** Records for the task **

=== Begin Enclosure ===

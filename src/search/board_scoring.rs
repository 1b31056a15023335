//! Static position evaluation shared by the greedy and search tiers.
//!
//! Scores are centipawns from the perspective of the evaluated color:
//! signed material plus positional bonuses over every piece, check terms,
//! a legal-move mobility term, and (for the search tier) a pawn-shield
//! king-safety term.

use crate::board::board::{Board, BOARD_SIZE};
use crate::board::chess_types::{Color, Piece, PieceType};
use crate::board::move_list::legal_moves_for;

/// Sentinel magnitude returned by search for decided positions; larger than
/// any value the static formulas below can produce.
pub const MATE_SCORE: i32 = 100_000;

const CHECK_BONUS: i32 = 50;
const PAWN_SHIELD_BONUS: i32 = 10;

/// Centipawn material values. The king's value is a sentinel magnitude
/// only; kings are never actually traded.
pub const fn piece_value(kind: PieceType) -> i32 {
    match kind {
        PieceType::Pawn => 100,
        PieceType::Knight => 320,
        PieceType::Bishop => 330,
        PieceType::Rook => 500,
        PieceType::Queen => 900,
        PieceType::King => 20000,
    }
}

pub trait BoardScorer {
    /// Score `board` from `color`'s perspective: positive favors `color`.
    fn score(&self, board: &Board, color: Color) -> i32;
}

/// Material + position + check terms with the mobility difference weighted
/// ×2. The one-ply greedy tier maximizes this directly.
#[derive(Debug, Clone, Copy, Default)]
pub struct StandardScorer;

impl BoardScorer for StandardScorer {
    fn score(&self, board: &Board, color: Color) -> i32 {
        material_positional_term(board, color)
            + check_term(board, color)
            + mobility_term(board, color, 2)
    }
}

/// The search tier's leaf evaluation: mobility weighted ×3 plus a
/// pawn-shield king-safety term for both sides.
#[derive(Debug, Clone, Copy, Default)]
pub struct KingSafetyScorer;

impl BoardScorer for KingSafetyScorer {
    fn score(&self, board: &Board, color: Color) -> i32 {
        material_positional_term(board, color)
            + check_term(board, color)
            + mobility_term(board, color, 3)
            + pawn_shield_term(board, color)
            - pawn_shield_term(board, color.opposite())
    }
}

/// Signed sum of material value plus positional bonus over every piece on
/// the board: added for `color`'s pieces, subtracted for the opponent's.
fn material_positional_term(board: &Board, color: Color) -> i32 {
    let mut score = 0;
    for row in 0..BOARD_SIZE {
        for col in 0..BOARD_SIZE {
            let Some(piece) = board.get_piece(row, col) else {
                continue;
            };
            let value = piece_value(piece.kind) + positional_bonus(piece, row, col);
            if piece.color == color {
                score += value;
            } else {
                score -= value;
            }
        }
    }
    score
}

/// Placement bonus: pawns gain by advancing (extra for central files),
/// minors and majors by closing the Manhattan distance to the board
/// midpoint, the king by staying on its back ranks.
fn positional_bonus(piece: Piece, row: usize, col: usize) -> i32 {
    let center_distance = (3.5 - row as f64).abs() + (3.5 - col as f64).abs();

    match piece.kind {
        PieceType::Pawn => {
            let advancement = match piece.color {
                Color::White => row as i32,
                Color::Black => 7 - row as i32,
            };
            let mut bonus = advancement * 5;
            if (2..=5).contains(&col) {
                bonus += 10;
            }
            bonus
        }
        PieceType::Knight => (20.0 - center_distance * 5.0) as i32,
        PieceType::Bishop => (15.0 - center_distance * 3.0) as i32,
        PieceType::Rook => (5.0 - center_distance) as i32,
        PieceType::Queen => (10.0 - center_distance * 2.0) as i32,
        PieceType::King => {
            let back_rank = match piece.color {
                Color::White => row <= 1,
                Color::Black => row >= 6,
            };
            if back_rank {
                20
            } else {
                0
            }
        }
    }
}

/// +50 when the opponent stands in check, −50 when `color` does.
fn check_term(board: &Board, color: Color) -> i32 {
    let mut term = 0;
    if board.is_in_check(color.opposite()) {
        term += CHECK_BONUS;
    }
    if board.is_in_check(color) {
        term -= CHECK_BONUS;
    }
    term
}

/// Weighted difference in legal-move counts.
fn mobility_term(board: &Board, color: Color, weight: i32) -> i32 {
    let ours = legal_moves_for(board, color).len() as i32;
    let theirs = legal_moves_for(board, color.opposite()).len() as i32;
    (ours - theirs) * weight
}

/// +10 per friendly pawn on one of the three squares directly in front of
/// the king.
fn pawn_shield_term(board: &Board, color: Color) -> i32 {
    let Some((king_row, king_col)) = board.king_square(color) else {
        return 0;
    };

    let shield_row = king_row as i32 + color.forward();
    if !(0..BOARD_SIZE as i32).contains(&shield_row) {
        return 0;
    }
    let shield_row = shield_row as usize;

    let mut safety = 0;
    let first = king_col.saturating_sub(1);
    let last = (king_col + 1).min(BOARD_SIZE - 1);
    for col in first..=last {
        if board.get_piece(shield_row, col) == Some(Piece::new(PieceType::Pawn, color)) {
            safety += PAWN_SHIELD_BONUS;
        }
    }
    safety
}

=== End Enclosure ===

** What you should do **
Lines of the data above that include the string "theirs" must each be copied.

** Solution **
    let theirs = legal_moves_for(board, color.opposite()).len() as i32;
    (ours - theirs) * weight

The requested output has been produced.